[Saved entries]
+-------+

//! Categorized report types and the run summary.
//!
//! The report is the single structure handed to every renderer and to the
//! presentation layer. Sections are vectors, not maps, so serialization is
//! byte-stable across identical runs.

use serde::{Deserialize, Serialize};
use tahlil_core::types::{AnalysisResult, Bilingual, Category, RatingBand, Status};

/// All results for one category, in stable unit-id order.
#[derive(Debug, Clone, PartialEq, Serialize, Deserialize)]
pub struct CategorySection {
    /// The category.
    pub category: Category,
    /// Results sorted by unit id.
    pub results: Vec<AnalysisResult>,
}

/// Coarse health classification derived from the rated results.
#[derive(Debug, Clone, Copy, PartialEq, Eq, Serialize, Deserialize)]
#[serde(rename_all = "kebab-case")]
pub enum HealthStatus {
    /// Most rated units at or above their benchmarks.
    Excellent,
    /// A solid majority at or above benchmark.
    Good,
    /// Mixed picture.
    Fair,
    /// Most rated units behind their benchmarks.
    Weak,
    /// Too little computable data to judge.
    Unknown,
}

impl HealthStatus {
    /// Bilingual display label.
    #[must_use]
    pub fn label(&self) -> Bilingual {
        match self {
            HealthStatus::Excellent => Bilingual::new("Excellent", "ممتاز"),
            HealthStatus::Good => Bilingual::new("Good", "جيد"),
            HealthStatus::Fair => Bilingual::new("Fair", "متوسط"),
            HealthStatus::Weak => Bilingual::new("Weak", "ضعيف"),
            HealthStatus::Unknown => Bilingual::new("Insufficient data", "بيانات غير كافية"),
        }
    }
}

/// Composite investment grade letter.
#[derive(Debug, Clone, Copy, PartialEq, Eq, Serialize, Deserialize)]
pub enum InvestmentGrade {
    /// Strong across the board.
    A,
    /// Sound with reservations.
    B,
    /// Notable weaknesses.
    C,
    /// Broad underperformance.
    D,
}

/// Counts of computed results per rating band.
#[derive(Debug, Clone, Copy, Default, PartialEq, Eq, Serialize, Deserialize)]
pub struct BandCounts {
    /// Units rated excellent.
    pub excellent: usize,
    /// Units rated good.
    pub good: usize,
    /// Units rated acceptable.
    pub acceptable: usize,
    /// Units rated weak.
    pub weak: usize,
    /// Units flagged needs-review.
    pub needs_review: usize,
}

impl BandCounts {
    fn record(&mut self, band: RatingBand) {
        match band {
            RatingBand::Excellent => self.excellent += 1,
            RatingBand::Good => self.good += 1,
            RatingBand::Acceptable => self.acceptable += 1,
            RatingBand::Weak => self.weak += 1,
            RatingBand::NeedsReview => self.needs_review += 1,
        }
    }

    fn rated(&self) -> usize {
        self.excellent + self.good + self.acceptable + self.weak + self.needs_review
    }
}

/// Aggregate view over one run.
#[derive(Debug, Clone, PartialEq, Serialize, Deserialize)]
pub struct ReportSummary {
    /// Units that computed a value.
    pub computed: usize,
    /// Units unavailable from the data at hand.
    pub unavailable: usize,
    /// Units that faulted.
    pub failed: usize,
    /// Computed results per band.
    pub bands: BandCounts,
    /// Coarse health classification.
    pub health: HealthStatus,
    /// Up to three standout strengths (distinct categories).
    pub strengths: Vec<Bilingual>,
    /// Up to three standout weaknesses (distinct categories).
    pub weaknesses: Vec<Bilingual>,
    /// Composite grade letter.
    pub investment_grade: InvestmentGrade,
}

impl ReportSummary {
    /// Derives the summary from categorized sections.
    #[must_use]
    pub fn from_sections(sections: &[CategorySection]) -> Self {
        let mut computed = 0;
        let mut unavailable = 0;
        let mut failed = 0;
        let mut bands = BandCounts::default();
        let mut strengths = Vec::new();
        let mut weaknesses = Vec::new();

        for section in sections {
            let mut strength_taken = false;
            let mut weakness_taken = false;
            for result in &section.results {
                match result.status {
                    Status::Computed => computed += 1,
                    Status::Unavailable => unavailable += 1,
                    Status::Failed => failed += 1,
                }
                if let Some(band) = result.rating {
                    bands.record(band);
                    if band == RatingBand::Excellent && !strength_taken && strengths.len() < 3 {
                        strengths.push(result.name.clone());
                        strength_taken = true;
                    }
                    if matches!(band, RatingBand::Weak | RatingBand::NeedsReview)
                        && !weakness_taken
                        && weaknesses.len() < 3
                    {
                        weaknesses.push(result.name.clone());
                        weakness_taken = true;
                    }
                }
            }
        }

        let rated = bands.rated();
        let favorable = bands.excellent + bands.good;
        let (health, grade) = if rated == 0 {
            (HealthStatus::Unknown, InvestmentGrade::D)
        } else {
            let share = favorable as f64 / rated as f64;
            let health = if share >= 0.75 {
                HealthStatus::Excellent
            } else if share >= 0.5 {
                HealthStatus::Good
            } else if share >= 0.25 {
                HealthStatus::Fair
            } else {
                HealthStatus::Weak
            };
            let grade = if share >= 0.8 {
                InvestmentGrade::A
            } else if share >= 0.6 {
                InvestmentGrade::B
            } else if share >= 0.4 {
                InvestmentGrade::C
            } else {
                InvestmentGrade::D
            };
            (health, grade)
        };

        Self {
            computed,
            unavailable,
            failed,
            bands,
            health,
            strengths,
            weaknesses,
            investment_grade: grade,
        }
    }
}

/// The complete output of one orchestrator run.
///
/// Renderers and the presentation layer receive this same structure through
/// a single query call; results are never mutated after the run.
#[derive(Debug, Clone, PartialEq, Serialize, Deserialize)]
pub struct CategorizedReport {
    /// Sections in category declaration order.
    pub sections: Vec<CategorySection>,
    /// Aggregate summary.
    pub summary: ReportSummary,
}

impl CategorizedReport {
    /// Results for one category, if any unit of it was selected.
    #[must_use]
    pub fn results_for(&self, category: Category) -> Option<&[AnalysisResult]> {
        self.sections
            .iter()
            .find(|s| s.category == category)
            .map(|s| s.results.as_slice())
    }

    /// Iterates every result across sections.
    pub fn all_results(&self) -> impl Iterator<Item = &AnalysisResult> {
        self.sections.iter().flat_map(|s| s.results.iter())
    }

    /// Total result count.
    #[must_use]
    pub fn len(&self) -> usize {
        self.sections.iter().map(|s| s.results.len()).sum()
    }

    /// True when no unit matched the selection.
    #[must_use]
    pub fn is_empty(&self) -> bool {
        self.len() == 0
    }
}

+-------+

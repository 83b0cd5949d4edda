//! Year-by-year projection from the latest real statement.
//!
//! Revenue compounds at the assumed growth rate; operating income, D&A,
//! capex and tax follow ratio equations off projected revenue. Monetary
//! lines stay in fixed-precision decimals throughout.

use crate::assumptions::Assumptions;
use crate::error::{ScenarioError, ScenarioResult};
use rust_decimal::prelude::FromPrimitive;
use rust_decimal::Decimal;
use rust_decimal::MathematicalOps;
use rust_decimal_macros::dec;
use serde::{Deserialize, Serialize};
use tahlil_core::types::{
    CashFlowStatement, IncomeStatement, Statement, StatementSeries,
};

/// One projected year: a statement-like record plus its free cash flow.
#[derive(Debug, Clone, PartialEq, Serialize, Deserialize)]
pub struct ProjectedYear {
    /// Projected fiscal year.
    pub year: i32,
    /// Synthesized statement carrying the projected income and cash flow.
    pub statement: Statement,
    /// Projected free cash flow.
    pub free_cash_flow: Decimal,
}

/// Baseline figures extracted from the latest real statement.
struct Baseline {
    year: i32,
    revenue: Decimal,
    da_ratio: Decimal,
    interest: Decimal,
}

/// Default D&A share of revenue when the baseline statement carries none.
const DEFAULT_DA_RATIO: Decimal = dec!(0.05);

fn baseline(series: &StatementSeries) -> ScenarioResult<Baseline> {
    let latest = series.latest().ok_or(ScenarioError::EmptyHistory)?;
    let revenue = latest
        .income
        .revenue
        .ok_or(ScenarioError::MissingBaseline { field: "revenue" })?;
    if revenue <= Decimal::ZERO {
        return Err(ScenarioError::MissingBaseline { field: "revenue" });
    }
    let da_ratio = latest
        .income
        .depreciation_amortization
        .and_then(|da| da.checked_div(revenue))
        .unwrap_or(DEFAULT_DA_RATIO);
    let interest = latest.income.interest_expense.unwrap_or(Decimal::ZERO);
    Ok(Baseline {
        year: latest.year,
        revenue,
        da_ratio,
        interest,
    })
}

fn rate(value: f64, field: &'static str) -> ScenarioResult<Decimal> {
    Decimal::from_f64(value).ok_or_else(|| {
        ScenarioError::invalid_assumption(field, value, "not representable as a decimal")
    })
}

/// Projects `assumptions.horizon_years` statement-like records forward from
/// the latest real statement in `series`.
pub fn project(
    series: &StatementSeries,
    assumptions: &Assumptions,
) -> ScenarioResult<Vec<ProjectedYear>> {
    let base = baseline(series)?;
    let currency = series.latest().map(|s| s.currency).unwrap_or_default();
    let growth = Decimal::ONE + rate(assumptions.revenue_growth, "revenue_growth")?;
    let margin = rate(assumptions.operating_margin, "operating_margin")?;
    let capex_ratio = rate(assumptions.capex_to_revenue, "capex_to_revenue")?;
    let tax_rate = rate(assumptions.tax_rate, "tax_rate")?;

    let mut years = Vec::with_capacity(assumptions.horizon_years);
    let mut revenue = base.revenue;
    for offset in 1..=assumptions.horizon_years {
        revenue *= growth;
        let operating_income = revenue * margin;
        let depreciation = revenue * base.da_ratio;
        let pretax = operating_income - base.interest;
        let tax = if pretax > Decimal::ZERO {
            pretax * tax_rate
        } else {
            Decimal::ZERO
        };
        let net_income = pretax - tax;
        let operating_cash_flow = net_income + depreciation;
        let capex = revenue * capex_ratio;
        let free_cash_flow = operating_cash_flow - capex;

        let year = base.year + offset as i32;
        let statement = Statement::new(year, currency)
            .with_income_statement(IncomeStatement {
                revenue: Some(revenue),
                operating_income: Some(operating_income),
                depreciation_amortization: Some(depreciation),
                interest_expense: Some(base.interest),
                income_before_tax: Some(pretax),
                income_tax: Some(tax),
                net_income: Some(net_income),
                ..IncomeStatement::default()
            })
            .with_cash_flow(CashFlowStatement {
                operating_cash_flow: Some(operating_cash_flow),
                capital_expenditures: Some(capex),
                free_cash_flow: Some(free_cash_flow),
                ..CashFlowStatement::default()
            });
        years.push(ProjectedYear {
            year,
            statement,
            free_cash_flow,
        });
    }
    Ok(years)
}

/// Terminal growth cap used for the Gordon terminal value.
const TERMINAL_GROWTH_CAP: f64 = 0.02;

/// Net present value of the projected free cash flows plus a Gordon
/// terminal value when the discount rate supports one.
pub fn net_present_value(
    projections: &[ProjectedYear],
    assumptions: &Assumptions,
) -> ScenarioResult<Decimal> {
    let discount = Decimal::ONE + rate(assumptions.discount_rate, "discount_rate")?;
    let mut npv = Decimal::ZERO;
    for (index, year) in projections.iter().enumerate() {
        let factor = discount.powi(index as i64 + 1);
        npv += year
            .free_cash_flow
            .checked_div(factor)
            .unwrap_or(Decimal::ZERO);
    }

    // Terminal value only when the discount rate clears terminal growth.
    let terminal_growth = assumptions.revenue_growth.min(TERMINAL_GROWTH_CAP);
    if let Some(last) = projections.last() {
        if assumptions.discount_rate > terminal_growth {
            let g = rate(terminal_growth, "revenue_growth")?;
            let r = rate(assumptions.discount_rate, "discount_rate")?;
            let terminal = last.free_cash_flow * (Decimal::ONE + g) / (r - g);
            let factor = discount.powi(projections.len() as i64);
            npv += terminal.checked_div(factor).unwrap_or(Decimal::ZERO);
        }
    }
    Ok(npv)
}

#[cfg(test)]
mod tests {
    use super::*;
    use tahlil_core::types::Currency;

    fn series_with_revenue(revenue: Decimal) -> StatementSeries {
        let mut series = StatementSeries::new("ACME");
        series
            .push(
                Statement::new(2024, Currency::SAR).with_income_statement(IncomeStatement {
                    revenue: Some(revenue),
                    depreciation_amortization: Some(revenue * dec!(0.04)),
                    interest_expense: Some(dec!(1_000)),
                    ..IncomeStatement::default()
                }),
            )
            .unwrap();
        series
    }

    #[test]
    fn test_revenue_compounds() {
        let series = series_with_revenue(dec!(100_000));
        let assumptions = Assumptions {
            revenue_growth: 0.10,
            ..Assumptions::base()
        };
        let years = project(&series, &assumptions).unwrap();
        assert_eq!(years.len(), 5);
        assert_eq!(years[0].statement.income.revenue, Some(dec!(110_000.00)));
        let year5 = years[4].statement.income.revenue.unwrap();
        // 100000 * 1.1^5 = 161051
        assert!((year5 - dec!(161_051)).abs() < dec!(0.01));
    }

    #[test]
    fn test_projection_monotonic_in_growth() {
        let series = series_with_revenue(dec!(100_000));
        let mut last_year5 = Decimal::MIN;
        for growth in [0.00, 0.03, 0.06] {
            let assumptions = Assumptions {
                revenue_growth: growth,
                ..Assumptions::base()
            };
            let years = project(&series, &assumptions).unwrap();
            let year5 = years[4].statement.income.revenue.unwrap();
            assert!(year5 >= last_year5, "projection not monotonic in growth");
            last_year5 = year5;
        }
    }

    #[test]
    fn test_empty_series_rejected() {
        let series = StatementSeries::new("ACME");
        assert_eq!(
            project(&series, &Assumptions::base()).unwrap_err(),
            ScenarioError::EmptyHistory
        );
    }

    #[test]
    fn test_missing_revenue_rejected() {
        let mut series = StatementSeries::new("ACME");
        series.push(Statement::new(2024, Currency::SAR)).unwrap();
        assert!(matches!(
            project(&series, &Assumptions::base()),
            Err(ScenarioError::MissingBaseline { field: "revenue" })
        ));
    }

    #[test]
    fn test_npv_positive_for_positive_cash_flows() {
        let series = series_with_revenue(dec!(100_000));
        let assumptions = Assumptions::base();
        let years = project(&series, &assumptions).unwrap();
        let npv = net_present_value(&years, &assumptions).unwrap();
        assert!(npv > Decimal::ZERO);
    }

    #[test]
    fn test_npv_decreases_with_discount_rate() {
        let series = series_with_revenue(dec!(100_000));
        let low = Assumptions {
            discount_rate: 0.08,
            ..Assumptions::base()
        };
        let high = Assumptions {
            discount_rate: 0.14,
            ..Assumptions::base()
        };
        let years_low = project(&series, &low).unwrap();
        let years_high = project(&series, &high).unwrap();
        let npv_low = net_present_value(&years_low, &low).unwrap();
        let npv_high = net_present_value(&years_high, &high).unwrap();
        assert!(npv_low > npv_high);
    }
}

+-------+

▶ **WHAT TO DO**:
Find every line in the records above that contains the word "ProjectedYear", and copy each one.

▶ **ANSWER AREA**:
pub struct ProjectedYear {
) -> ScenarioResult<Vec<ProjectedYear>> {
        years.push(ProjectedYear {
    projections: &[ProjectedYear],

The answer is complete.